I don't usually stay up late into the night reading because I like sleep even more than I like books. However, I heard so many good things about The Hunger Games that I chose to read it on a night while Utah Dad was gone camping with the boys. I read it all that night. I couldn't put it down. It was completely enthralling. It took me two nights to read Catching Fire--only because I had a cold and eventually the Nyquil took over and I had to stop reading. It was even better. They were both pure entertainment.

I was excited and anxious to read Mockingjay. I preordered it from and my copy arrived early last week. I finally finished reading it Saturday night. Which means, that while I did enjoy most of it, I didn't find it as gripping as the first two.

What I appreciate most in the first two books is the adrenaline-pumping action of Katniss's adventures of survival during the Games. Mockingjay lacks so much of that. Katniss didn't get into real action until the last third of the book and then just when it was getting good, Katniss and the reader are left incapacitated and in the dark yet again.

I don't mind how the book ended. Really, it is fine. But I feel like the ending is abrupt. There could have been so much more. Ultimately, I am disappointed with Mockingjay. I don't feel that the finale lives up to the first two books.

Thursday, August 26, 2010

The Secret Garden - Book Review

I usually choose the books I read aloud to my children based on what books Neal would enjoy. However, Neal was gone visiting his grandparents for a few weeks in early August and I decided to read The Secret Garden by Frances Hodgson Burnett aloud to the other kids. I had never read it before *gasp* and I've been wanting to. I hoped that Amberly would enjoy it.

We were all immediately captivated by the story of the rotten, unloved Mary growing up in India. After being orphaned by cholera, Mary is sent to live with a reclusive, crippled uncle-in-law in a sprawling manor in England.

In literature, there is not a much more cryptic setting than a large English mansion filled with hundreds of closed-up rooms and surrounded by locked and hidden gardens. Add the unsettling sound of wailing coming through the walls at night and it's a genuine mystery.
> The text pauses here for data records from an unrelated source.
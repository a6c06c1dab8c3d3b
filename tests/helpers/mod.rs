// SPDX-FileCopyrightText: 2025 Semiotic AI, Inc.
//
// SPDX-License-Identifier: Apache-2.0

//! Test helpers for multicall-sync integration tests
//!
//! Provides a scripted chain client and call fixtures so the updater can be
//! exercised without a node.

#![allow(dead_code)]

use alloy_primitives::U256;
use async_trait::async_trait;
use multicall_sync::{
    Call, ChainClient, ChainClientError, MulticallHandle, OutputField, OutputSchema, StructDict,
};
use std::sync::atomic::{AtomicUsize, Ordering};
use std::sync::{Arc, Mutex};
use std::time::Duration;

/// One call as it appeared inside a flattened batch
#[derive(Debug, Clone, PartialEq, Eq)]
pub struct BatchCall {
    pub address: String,
    pub selector: String,
    pub calldata: Vec<String>,
}

/// Split flattened batch calldata back into its calls
pub fn parse_batch(flattened: &[String]) -> Vec<BatchCall> {
    let mut calls = Vec::new();
    let mut values = flattened.iter();

    while let Some(address) = values.next() {
        let selector = values.next().expect("selector").clone();
        let len: usize = values.next().expect("calldata length").parse().expect("length");
        let calldata = values.by_ref().take(len).cloned().collect();
        calls.push(BatchCall {
            address: address.clone(),
            selector,
            calldata,
        });
    }
    calls
}

type Responder = Box<dyn Fn(&[BatchCall]) -> Result<Vec<U256>, ChainClientError> + Send + Sync>;

/// Shared log of every batch a [`MockChainClient`] received
#[derive(Debug, Clone, Default)]
pub struct BatchLog {
    received: Arc<Mutex<Vec<Vec<BatchCall>>>>,
    answered: Arc<AtomicUsize>,
}

impl BatchLog {
    /// Number of batches received so far
    pub fn len(&self) -> usize {
        self.received.lock().unwrap().len()
    }

    /// Every batch received so far
    pub fn batches(&self) -> Vec<Vec<BatchCall>> {
        self.received.lock().unwrap().clone()
    }

    /// Call count of every batch received so far
    pub fn sizes(&self) -> Vec<usize> {
        self.received.lock().unwrap().iter().map(Vec::len).collect()
    }

    /// Number of batches that ran to completion instead of being dropped
    pub fn answered(&self) -> usize {
        self.answered.load(Ordering::SeqCst)
    }
}

/// Scripted ChainClient for testing the updater
///
/// The responder sees the parsed calls of each batch and returns the flat
/// response values.
///
/// # Example
///
/// ```rust,ignore
/// let client = MockChainClient::new(|calls| Ok(vec![U256::from(42u8); calls.len()]))
///     .with_delay(Duration::from_millis(500));
/// let log = client.log();
/// ```
pub struct MockChainClient {
    responder: Responder,
    delay: Option<Duration>,
    log: BatchLog,
}

impl MockChainClient {
    /// Create a client answering every batch with `responder`
    pub fn new<F>(responder: F) -> Self
    where
        F: Fn(&[BatchCall]) -> Result<Vec<U256>, ChainClientError> + Send + Sync + 'static,
    {
        Self {
            responder: Box::new(responder),
            delay: None,
            log: BatchLog::default(),
        }
    }

    /// Answer one felt per call, equal to the call's first calldata element
    pub fn echo_first_argument() -> Self {
        Self::new(|calls| {
            Ok(calls
                .iter()
                .map(|call| {
                    call.calldata
                        .first()
                        .and_then(|arg| arg.parse::<u64>().ok())
                        .map_or(U256::ZERO, U256::from)
                })
                .collect())
        })
    }

    /// Fail every batch
    pub fn failing(reason: &'static str) -> Self {
        Self::new(move |_| Err(ChainClientError::rejected(reason)))
    }

    /// Wait `delay` before answering
    pub fn with_delay(mut self, delay: Duration) -> Self {
        self.delay = Some(delay);
        self
    }

    /// Handle to the batch log, usable after the client moved into an updater
    pub fn log(&self) -> BatchLog {
        self.log.clone()
    }
}

#[async_trait]
impl ChainClient for MockChainClient {
    async fn execute_batch(&self, calldata: Vec<String>) -> Result<Vec<U256>, ChainClientError> {
        let calls = parse_batch(&calldata);
        self.log.received.lock().unwrap().push(calls.clone());

        if let Some(delay) = self.delay {
            tokio::time::sleep(delay).await;
        }
        self.log.answered.fetch_add(1, Ordering::SeqCst);
        (self.responder)(&calls)
    }
}

/// Output schema with a single felt named `res`
pub fn felt_schema() -> OutputSchema {
    OutputSchema::resolve(&[OutputField::new("res", "felt")], &StructDict::new()).unwrap()
}

/// A `res: felt` call against `address` with a single argument
pub fn felt_call(address: &str, argument: u64) -> Call {
    Call::builder(address, "0x1")
        .calldata(vec![argument.to_string()])
        .schema(felt_schema())
        .build()
        .unwrap()
}

/// Struct dictionary with Starknet's two-felt `Uint256`
pub fn uint256_structs() -> StructDict {
    let mut structs = StructDict::new();
    structs.insert(
        "Uint256".to_string(),
        vec![
            OutputField::new("low", "felt"),
            OutputField::new("high", "felt"),
        ],
    );
    structs
}

/// Wait until `done` holds, re-checking after every store change
pub async fn wait_until<F>(handle: &MulticallHandle, mut done: F)
where
    F: FnMut(&MulticallHandle) -> bool,
{
    let mut changes = handle.changes();
    tokio::time::timeout(Duration::from_secs(60), async {
        while !done(handle) {
            if changes.changed().await.is_err() {
                break;
            }
        }
    })
    .await
    .expect("condition not reached before timeout");
}

/// Let the updater drain its queued commands
pub async fn settle() {
    tokio::time::sleep(Duration::from_millis(1)).await;
}

/// Install a test subscriber honouring `RUST_LOG`
pub fn init_tracing() {
    let _ = tracing_subscriber::fmt()
        .with_env_filter(tracing_subscriber::EnvFilter::from_default_env())
        .with_test_writer()
        .try_init();
}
I thoroughly enjoyed the book. The words flowed easily from my tongue as if poetry and I delighted to read it aloud. I especially had fun attempting to imitate the broad Yorkshire dialect of several characters. Burnett's use of gentle sarcasm and irony reminded me of C.S. Lewis's style in the Narnia Chronicles. The descriptions of the garden were exquisite--capturing the coming of spring perfectly. It made me want to plant something pretty. I thought the message beautiful and inspiring.  I am a new fan of Frances Hodgson Burnett and if my husband was currently allowing me to buy new books, I would order The Little Princess (love the movie versions) right away.

My kids, while they listened attentively for the first half of The Secret Garden, seemed to lose interest once the first mystery was solved. Amberly appreciated the tale the most, as I expected, and once he returned home Neal eagerly joined us for our evening readings even though he had apparently read it in school last year and thought it was "a stupid, boring book". I'm afraid that my children's appreciation for great literature has been overshadowed by Pixar, Harry Potter and the like and will need to be cultivated more in this house. I, for one, look forward to it.

Wednesday, August 25, 2010

The First Day of School

Even in the summer, I regularly put my kids to bed by eight o'clock. I like a routine and I love early bedtimes. Since it was the night before the first day of school, we had our devotional at seven; the kids were in bed by seven thirty and then we turned their reading lights off at eight.

I swear, it was like Christmas Eve. Every half hour until midnight Neal or Amberly would come out of their bedrooms to tell us that they just couldn't sleep. I'm sure the insomnia was caused by a mixture of excitement and nerves, but they were driving me crazy.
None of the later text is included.